By Seth Augenstein . . . California voters overwhelmingly passed a ballot initiative in November 2016 calling for criminal sentencing reform. The centerpiece of Proposition 57, a major initiative pushed by Gov. Jerry Brown, was to allow release of those convicted of “nonviolent felony offenses” after they had served their full prison terms.
The catch: Prop 57 never defined what “nonviolent felony offenses” are. And despite promises that sex offenders would be kept behind bars for longer stints due to added regulations by the California Department of Corrections and Rehabilitation, it appears the law will be applied equally among most felons.

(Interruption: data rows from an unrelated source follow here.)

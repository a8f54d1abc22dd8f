//! Round state and core simulation types

use glam::Vec2;
use serde::{Deserialize, Serialize};

use crate::consts::*;
use crate::error::ConfigError;

/// Lifecycle phase of a round
#[derive(Debug, Clone, Copy, PartialEq, Eq, Default, Serialize, Deserialize)]
pub enum Phase {
    /// No round in progress
    #[default]
    Idle,
    /// Clock running, entities moving
    Running,
    /// Round suspended, state kept
    Paused,
    /// Clock ran out
    Over,
}

impl Phase {
    /// Entities and power-ups only exist in these phases
    pub fn has_field(self) -> bool {
        matches!(self, Phase::Running | Phase::Paused)
    }
}

/// Target kinds
#[derive(Debug, Clone, Copy, PartialEq, Eq, Serialize, Deserialize)]
pub enum EntityKind {
    /// Plain beetle, rewards the tap
    Benign,
    /// Poisonous beetle, penalizes the tap
    Hazard,
}

/// A moving target
#[derive(Debug, Clone, PartialEq, Serialize, Deserialize)]
pub struct Entity {
    pub id: u32,
    pub pos: Vec2,
    pub vel: Vec2,
    pub kind: EntityKind,
    /// Responds to the field effect while it is active
    pub affected: bool,
    /// One-shot reaction cue already fired for the current activation
    pub has_reacted: bool,
    pub size: f32,
}

impl Entity {
    pub fn new(id: u32, kind: EntityKind, pos: Vec2, vel: Vec2) -> Self {
        Self {
            id,
            pos,
            vel,
            kind,
            affected: false,
            has_reacted: false,
            size: ENTITY_SIZE,
        }
    }

    pub fn hit_radius(&self) -> f32 {
        ENTITY_HIT_RADIUS
    }
}

/// Power-up types
#[derive(Debug, Clone, Copy, PartialEq, Eq, Serialize, Deserialize)]
pub enum PowerUpKind {
    /// Makes entities respond to the external acceleration input
    FieldEffect,
}

/// A power-up, on the field (`active == false`) or consumed and in effect
#[derive(Debug, Clone, PartialEq, Serialize, Deserialize)]
pub struct PowerUp {
    pub id: u32,
    pub pos: Vec2,
    pub kind: PowerUpKind,
    pub active: bool,
}

impl PowerUp {
    pub fn new(id: u32, kind: PowerUpKind, pos: Vec2) -> Self {
        Self {
            id,
            pos,
            kind,
            active: false,
        }
    }

    pub fn hit_radius(&self) -> f32 {
        POWER_UP_HIT_RADIUS
    }
}

/// Hazard odds bracket
#[derive(Debug, Clone, Copy, PartialEq, Eq, Serialize, Deserialize)]
pub enum DifficultyTier {
    Easy,
    Medium,
    Hard,
}

impl DifficultyTier {
    pub fn as_str(&self) -> &'static str {
        match self {
            DifficultyTier::Easy => "Easy",
            DifficultyTier::Medium => "Medium",
            DifficultyTier::Hard => "Hard",
        }
    }

    /// Chance (percent) that a spawned entity is a hazard
    pub fn hazard_percent(&self) -> u32 {
        match self {
            DifficultyTier::Easy => 10,
            DifficultyTier::Medium => 20,
            DifficultyTier::Hard => 30,
        }
    }
}

/// Validated difficulty level in `1..=10`
#[derive(Debug, Clone, Copy, PartialEq, Eq, PartialOrd, Ord, Serialize, Deserialize)]
#[serde(try_from = "u8", into = "u8")]
pub struct Difficulty(u8);

impl Difficulty {
    pub fn new(level: u8) -> Result<Self, ConfigError> {
        if (MIN_DIFFICULTY..=MAX_DIFFICULTY).contains(&level) {
            Ok(Self(level))
        } else {
            Err(ConfigError::DifficultyOutOfRange(level))
        }
    }

    pub fn level(self) -> u8 {
        self.0
    }

    pub fn tier(self) -> DifficultyTier {
        match self.0 {
            0..=3 => DifficultyTier::Easy,
            4..=6 => DifficultyTier::Medium,
            _ => DifficultyTier::Hard,
        }
    }

    /// Motion scale: 0.5 at level 1, +0.25 per level
    pub fn speed_factor(self) -> f32 {
        0.5 + f32::from(self.0 - 1) * 0.25
    }

    /// Minimum gap between spawns before the speed multiplier is applied
    pub fn base_spawn_delay_ms(self) -> f32 {
        SPAWN_BASE_DELAY_MS - f32::from(self.0 - 1) * SPAWN_DELAY_STEP_MS
    }
}

impl Default for Difficulty {
    fn default() -> Self {
        Self(5)
    }
}

impl TryFrom<u8> for Difficulty {
    type Error = ConfigError;

    fn try_from(level: u8) -> Result<Self, Self::Error> {
        Self::new(level)
    }
}

impl From<Difficulty> for u8 {
    fn from(d: Difficulty) -> Self {
        d.0
    }
}

/// Per-round parameters, fixed once the round starts
#[derive(Debug, Clone, Copy, PartialEq, Serialize, Deserialize)]
pub struct RoundConfig {
    /// Global speed multiplier (> 0)
    pub speed_multiplier: f32,
    /// Entity cap (>= 1)
    pub max_entities: u32,
    /// Seconds between power-up appearances (>= 1)
    pub power_up_interval_seconds: u32,
    /// Round length in seconds (>= 1)
    pub round_duration_seconds: u32,
}

impl Default for RoundConfig {
    fn default() -> Self {
        Self {
            speed_multiplier: 1.0,
            max_entities: 10,
            power_up_interval_seconds: 30,
            round_duration_seconds: 60,
        }
    }
}

impl RoundConfig {
    pub fn validate(&self) -> Result<(), ConfigError> {
        if !(self.speed_multiplier.is_finite() && self.speed_multiplier > 0.0) {
            return Err(ConfigError::InvalidSpeedMultiplier(self.speed_multiplier));
        }
        if self.max_entities == 0 {
            return Err(ConfigError::InvalidMaxEntities(self.max_entities));
        }
        if self.power_up_interval_seconds == 0 {
            return Err(ConfigError::InvalidPowerUpInterval(
                self.power_up_interval_seconds,
            ));
        }
        if self.round_duration_seconds == 0 {
            return Err(ConfigError::InvalidRoundDuration(self.round_duration_seconds));
        }
        Ok(())
    }

    /// Nominal scheduler period for this round
    pub fn tick_period_ms(&self) -> f32 {
        BASE_TICK_MS / self.speed_multiplier
    }

    /// Minimum delay between entity spawns at `difficulty`
    pub fn spawn_delay_ms(&self, difficulty: Difficulty) -> f32 {
        difficulty.base_spawn_delay_ms() / self.speed_multiplier
    }

    pub fn power_up_interval_ms(&self) -> u64 {
        u64::from(self.power_up_interval_seconds) * MS_PER_SECOND
    }
}

/// Result of resolving one tap
#[derive(Debug, Clone, Copy, PartialEq, Eq, Serialize, Deserialize)]
pub enum ScoringEvent {
    EntityHit(EntityKind),
    PowerUpCollected,
    Miss,
}

/// Things that happened during a tick, for audio/visual feedback
#[derive(Debug, Clone, Copy, PartialEq, Eq, Serialize, Deserialize)]
pub enum SimEvent {
    EntitySpawned { id: u32, kind: EntityKind },
    PowerUpSpawned { id: u32 },
    /// First visible speed-up of an affected entity under the field effect
    EntityReacted { id: u32 },
    /// Entity left the field on its own
    EntityEscaped { id: u32 },
    FieldEffectExpired,
    RoundOver { final_score: u32 },
}

/// Hand-off to the score repository when a round ends
#[derive(Debug, Clone, Copy, PartialEq, Eq, Serialize, Deserialize)]
pub struct RoundSummary {
    pub final_score: u32,
    pub duration_seconds: u32,
}

/// Immutable copy of the simulation for rendering
#[derive(Debug, Clone, PartialEq, Default, Serialize, Deserialize)]
pub struct Snapshot {
    pub entities: Vec<Entity>,
    /// Power-up waiting on the field, if any
    pub power_up: Option<PowerUp>,
    pub score: u32,
    pub remaining_seconds: u32,
    pub phase: Phase,
    pub field_effect_active: bool,
    pub field_effect_remaining_seconds: u32,
    /// Events produced by the call that returned this snapshot
    pub events: Vec<SimEvent>,
}

#[cfg(test)]
mod tests {
    use super::*;

    #[test]
    fn test_difficulty_bounds() {
        assert!(Difficulty::new(0).is_err());
        assert!(Difficulty::new(1).is_ok());
        assert!(Difficulty::new(10).is_ok());
        assert_eq!(
            Difficulty::new(11),
            Err(ConfigError::DifficultyOutOfRange(11))
        );
    }

    #[test]
    fn test_difficulty_tiers() {
        let tier = |l| Difficulty::new(l).unwrap().tier().hazard_percent();
        assert_eq!(tier(1), 10);
        assert_eq!(tier(3), 10);
        assert_eq!(tier(4), 20);
        assert_eq!(tier(6), 20);
        assert_eq!(tier(7), 30);
        assert_eq!(tier(10), 30);
    }

    #[test]
    fn test_speed_factor_and_delay() {
        let d1 = Difficulty::new(1).unwrap();
        let d5 = Difficulty::new(5).unwrap();
        assert!((d1.speed_factor() - 0.5).abs() < 1e-6);
        assert!((d5.speed_factor() - 1.5).abs() < 1e-6);
        assert!((d1.base_spawn_delay_ms() - 3000.0).abs() < 1e-3);
        assert!((d5.base_spawn_delay_ms() - 2200.0).abs() < 1e-3);

        let config = RoundConfig {
            speed_multiplier: 2.0,
            ..Default::default()
        };
        assert!((config.spawn_delay_ms(d5) - 1100.0).abs() < 1e-3);
        assert!((config.tick_period_ms() - 25.0).abs() < 1e-6);
    }

    #[test]
    fn test_config_validation() {
        assert!(RoundConfig::default().validate().is_ok());

        let bad = |c: RoundConfig| c.validate().unwrap_err();
        assert!(matches!(
            bad(RoundConfig { speed_multiplier: 0.0, ..Default::default() }),
            ConfigError::InvalidSpeedMultiplier(_)
        ));
        assert!(matches!(
            bad(RoundConfig { speed_multiplier: f32::NAN, ..Default::default() }),
            ConfigError::InvalidSpeedMultiplier(_)
        ));
        assert_eq!(
            bad(RoundConfig { max_entities: 0, ..Default::default() }),
            ConfigError::InvalidMaxEntities(0)
        );
        assert_eq!(
            bad(RoundConfig { power_up_interval_seconds: 0, ..Default::default() }),
            ConfigError::InvalidPowerUpInterval(0)
        );
        assert_eq!(
            bad(RoundConfig { round_duration_seconds: 0, ..Default::default() }),
            ConfigError::InvalidRoundDuration(0)
        );
    }

    #[test]
    fn test_difficulty_serde_rejects_out_of_range() {
        assert!(serde_json::from_str::<Difficulty>("4").is_ok());
        assert!(serde_json::from_str::<Difficulty>("12").is_err());
    }
}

A state Superior Court has now ruled that the prison system’s attempt to expand the law to explicitly exclude sex offenders from early release was an overreach—and the judge asks the CDCR to define just who the “nonviolent felony offenders” are.
“Proposition 57 did not define what is a ‘nonviolent felony offense,’” the judge ruled in his decision last week. “Proposition 57 states any person convicted of a ‘nonviolent felony offense’ is eligible for early parole consideration. CDCR essentially inserts the phrase ‘except registered sex offenders’ into the text of the initiative.
“The court cannot insert words into an initiative to achieve what the court presumes to be the voters’ unexpressed intent; neither can CDCR,” the court adds.